Observer Staff Writer
Ray Krakowski, a professional auctioneer and collector of mid-century items, will be featured on the April 25 episode of "Sold!" on the History Channel, airing at 9 p.m.
Krakowski has worked in the automotive industry for 30 years, but decided his "plan B" would involve his love of auctioning.
He has been a professional auctioneer and ringman for three years, starting his own company, "Auctioneers at Large." Auctioneers organize auctions and do the fast calling for bids, while ringmen help facilitate and assist auctioneers.
"I'm to the point now where I'm freelance ringwork, I've done a few auctions," he said. "I'm hoping down the road as this keeps developing to back off on the regular job and do this full time."
He said he became interested in the profession due to his love of collecting. He said ever since he began collecting stamps at age 10, he has been passionate about accumulating items, mainly old toys.
"It's kind of an extension of that whole thing," he said. "You still get to buy and sell, but you don't have to buy everything . . . you're kind of getting paid to go junking."

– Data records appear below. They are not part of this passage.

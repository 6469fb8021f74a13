use serde::{Deserialize, Serialize};
use std::fmt;
use std::str::FromStr;

/// Email value object representing a valid email address
///
/// # Invariants
/// - Must contain '@' character
/// - Must be at least 3 characters long
/// - Surrounding whitespace is trimmed
#[derive(Debug, Clone, PartialEq, Eq, Serialize, Deserialize)]
pub struct Email(String);

impl Email {
    /// Creates a new Email value object
    ///
    /// # Example
    /// ```
    /// use grievance_portal_api::domain::user::value_objects::Email;
    ///
    /// let email = Email::new("citizen@example.com").expect("valid email");
    /// assert_eq!(email.as_str(), "citizen@example.com");
    /// ```
    pub fn new(email: impl Into<String>) -> Result<Self, String> {
        let email = email.into().trim().to_string();
        if Self::is_valid(&email) {
            Ok(Email(email))
        } else {
            Err(format!("Invalid email: {}", email))
        }
    }

    fn is_valid(email: &str) -> bool {
        email.contains('@') && email.len() >= 3
    }

    /// Returns the email as a string slice
    pub fn as_str(&self) -> &str {
        &self.0
    }
}

impl fmt::Display for Email {
    fn fmt(&self, f: &mut fmt::Formatter) -> fmt::Result {
        write!(f, "{}", self.0)
    }
}

/// Login name of a user
///
/// # Invariants
/// - 3 to 150 characters
/// - Letters, digits and `@ . + - _` only
#[derive(Debug, Clone, PartialEq, Eq, Serialize, Deserialize)]
pub struct Username(String);

impl Username {
    pub const MIN_LEN: usize = 3;
    pub const MAX_LEN: usize = 150;

    /// Creates a new Username value object
    ///
    /// # Example
    /// ```
    /// use grievance_portal_api::domain::user::value_objects::Username;
    ///
    /// assert!(Username::new("asha.k").is_ok());
    /// assert!(Username::new("no spaces").is_err());
    /// ```
    pub fn new(username: impl Into<String>) -> Result<Self, String> {
        let username = username.into().trim().to_string();
        let len = username.chars().count();
        if len < Self::MIN_LEN || len > Self::MAX_LEN {
            return Err(format!(
                "Username must be between {} and {} characters",
                Self::MIN_LEN,
                Self::MAX_LEN
            ));
        }
        if !username
            .chars()
            .all(|c| c.is_alphanumeric() || matches!(c, '@' | '.' | '+' | '-' | '_'))
        {
            return Err("Username may only contain letters, digits and @/./+/-/_".to_string());
        }
        Ok(Username(username))
    }

    pub fn as_str(&self) -> &str {
        &self.0
    }
}

impl fmt::Display for Username {
    fn fmt(&self, f: &mut fmt::Formatter) -> fmt::Result {
        write!(f, "{}", self.0)
    }
}

/// Portal role of a user
///
/// Officers and admins together are "staff".
#[derive(
    Debug, Clone, Copy, PartialEq, Eq, Hash, Default, Serialize, Deserialize, sqlx::Type,
)]
#[sqlx(type_name = "user_role", rename_all = "lowercase")]
#[serde(rename_all = "lowercase")]
pub enum Role {
    /// Files grievances and rates their resolution
    #[default]
    Citizen,
    /// Works on assigned grievances
    Officer,
    /// Manages users, catalog and assignments
    Admin,
}

impl Role {
    pub fn is_citizen(&self) -> bool {
        *self == Role::Citizen
    }

    pub fn is_officer(&self) -> bool {
        *self == Role::Officer
    }

    pub fn is_admin(&self) -> bool {
        *self == Role::Admin
    }

    /// Officers and admins
    pub fn is_staff(&self) -> bool {
        matches!(self, Role::Officer | Role::Admin)
    }

    pub fn as_str(&self) -> &'static str {
        match self {
            Role::Citizen => "citizen",
            Role::Officer => "officer",
            Role::Admin => "admin",
        }
    }
}

impl fmt::Display for Role {
    fn fmt(&self, f: &mut fmt::Formatter<'_>) -> fmt::Result {
        f.write_str(self.as_str())
    }
}

impl FromStr for Role {
    type Err = String;

    fn from_str(s: &str) -> Result<Self, Self::Err> {
        match s.trim().to_ascii_lowercase().as_str() {
            "citizen" => Ok(Role::Citizen),
            "officer" => Ok(Role::Officer),
            "admin" => Ok(Role::Admin),
            other => Err(format!("Unknown role: {}", other)),
        }
    }
}
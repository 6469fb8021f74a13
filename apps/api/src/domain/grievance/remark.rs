use chrono::{DateTime, Utc};
use uuid::Uuid;

use crate::domain::repositories::user_repository::UserSummary;

/// Officer note on a grievance, validated before insert
#[derive(Debug, Clone)]
pub struct NewRemark {
    pub grievance_id: i64,
    pub officer_id: Uuid,
    pub remark: String,
}

impl NewRemark {
    pub fn new(grievance_id: i64, officer_id: Uuid, remark: &str) -> Result<Self, String> {
        let remark = remark.trim();
        if remark.is_empty() {
            return Err("remark text required".to_string());
        }
        Ok(Self {
            grievance_id,
            officer_id,
            remark: remark.to_string(),
        })
    }
}

/// Stored remark with its author
#[derive(Debug, Clone)]
pub struct Remark {
    pub id: i64,
    pub grievance_id: i64,
    /// None once the author account is deleted
    pub officer: Option<UserSummary>,
    pub remark: String,
    pub created_at: DateTime<Utc>,
}

#[cfg(test)]
mod tests {
    use super::*;

    #[test]
    fn remark_is_trimmed() {
        let remark = NewRemark::new(3, Uuid::new_v4(), "  Site visited  ").unwrap();
        assert_eq!(remark.remark, "Site visited");
        assert_eq!(remark.grievance_id, 3);
    }

    #[test]
    fn blank_remark_rejected() {
        assert!(NewRemark::new(3, Uuid::new_v4(), " \n ").is_err());
    }
}
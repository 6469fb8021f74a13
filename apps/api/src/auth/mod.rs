// Authentication primitives: JWT issuing/verification and password hashing

pub mod jwt;
pub mod password;
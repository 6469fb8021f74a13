use axum::{
    http::StatusCode,
    response::{IntoResponse, Response},
    Json,
};
use serde_json::json;

use crate::domain::repositories::RepositoryError;

/// API error type with HTTP status code and message
#[derive(Debug)]
pub struct ApiError {
    pub status: StatusCode,
    pub message: String,
}

impl ApiError {
    /// Creates a new API error
    pub fn new(status: StatusCode, message: impl Into<String>) -> Self {
        Self {
            status,
            message: message.into(),
        }
    }

    /// Creates a 400 Bad Request error
    pub fn bad_request(message: impl Into<String>) -> Self {
        Self::new(StatusCode::BAD_REQUEST, message)
    }

    /// Creates a 401 Unauthorized error
    pub fn unauthorized(message: impl Into<String>) -> Self {
        Self::new(StatusCode::UNAUTHORIZED, message)
    }

    /// Creates a 403 Forbidden error
    pub fn forbidden(message: impl Into<String>) -> Self {
        Self::new(StatusCode::FORBIDDEN, message)
    }

    /// Creates a 404 Not Found error
    pub fn not_found(message: impl Into<String>) -> Self {
        Self::new(StatusCode::NOT_FOUND, message)
    }

    /// Creates a 500 Internal Server Error
    pub fn internal_server_error(message: impl Into<String>) -> Self {
        Self::new(StatusCode::INTERNAL_SERVER_ERROR, message)
    }
}

impl IntoResponse for ApiError {
    fn into_response(self) -> Response {
        let body = Json(json!({
            "error": self.message
        }));

        (self.status, body).into_response()
    }
}

/// Conflicts become 400s; database details are logged, not returned
impl From<RepositoryError> for ApiError {
    fn from(e: RepositoryError) -> Self {
        match e {
            RepositoryError::NotFound(what) => Self::not_found(format!("{} not found", what)),
            RepositoryError::Conflict(message) => Self::bad_request(message),
            RepositoryError::Corrupt(message) => {
                tracing::error!(error = %message, "corrupt row");
                Self::internal_server_error("Internal server error")
            }
            RepositoryError::Database(e) => {
                tracing::error!(error = %e, "database error");
                Self::internal_server_error("Internal server error")
            }
        }
    }
}
// Repository implementations (data access layer)
// Adapters that implement domain repository interfaces

pub mod postgres_analytics_repository;
pub mod postgres_catalog_repository;
pub mod postgres_change_log_repository;
pub mod postgres_grievance_repository;
pub mod postgres_user_repository;

pub use postgres_analytics_repository::PostgresAnalyticsRepository;
pub use postgres_catalog_repository::{PostgresCategoryRepository, PostgresDepartmentRepository};
pub use postgres_change_log_repository::PostgresChangeLogRepository;
pub use postgres_grievance_repository::PostgresGrievanceRepository;
pub use postgres_user_repository::PostgresUserRepository;

use crate::domain::repositories::RepositoryError;

/// Maps constraint violations on writes to `Conflict`
///
/// `duplicate` describes the unique constraint that is expected to fire.
pub(crate) fn write_error(e: sqlx::Error, duplicate: &str) -> RepositoryError {
    if let sqlx::Error::Database(db) = &e {
        if db.is_unique_violation() {
            return RepositoryError::Conflict(duplicate.to_string());
        }
        if db.is_foreign_key_violation() {
            return RepositoryError::Conflict("Referenced record does not exist".to_string());
        }
    }
    RepositoryError::Database(e)
}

Krakowski said he first heard of the upcoming History Channel show through his membership with the National Auctioneers Association.
He responded to an e-mail from the producers of the show seeking a "picker" for a recurring role.
"I thought `what do I got to lose?'" he said.
The 10-episode show revolves around Bryant Auctions in Osage Beach, Missouri. After a number of calls and video conferences with the producers, Krakowski traveled down in his motor home in July to try out for the show.
He said he spoke with the show's producers as well as the auction house owner, Rick Bryant. He said they wanted someone more local for the recurring role, but were still interested in having him on the show.
"(Bryant) was a nice guy, we got along real well, and I think that's one of the reasons I was able to get back out there," he said.
It's hard not to see why producers were sold on featuring him. Krakowski's living room displays all sorts of collectibles from over the years: A large, orange sign hangs on the wall, old board games are perched on shelves, a World War I helmet sits nearby and toy cars sit in a cabinet.
"It's just neat, old vintage stuff," he said. "I've always been one to go hit the flea markets and garage sales and auctions. I'm always `junking' and always looking through stuff, it's always intrigued me to do that kind of stuff."
Producers asked if Krakowski wanted to sell a piece from his collection at an auction, and after showing them a few items they decided on a 1962 slot car set.
Without giving too much away, he said the slot car set sold for more than he expected to get for it, but said the experience far outweighed the earnings.
"I thought `you know what, I don't care how much it goes for. . .if I get this opportunity to go down there,'" he said. "For them to call me back and include me felt really, really good."
He admits he hasn't seen what they will be showing, so he'll be as surprised as everyone else when watching.
"It's going to be weird seeing myself on TV," he said with a laugh.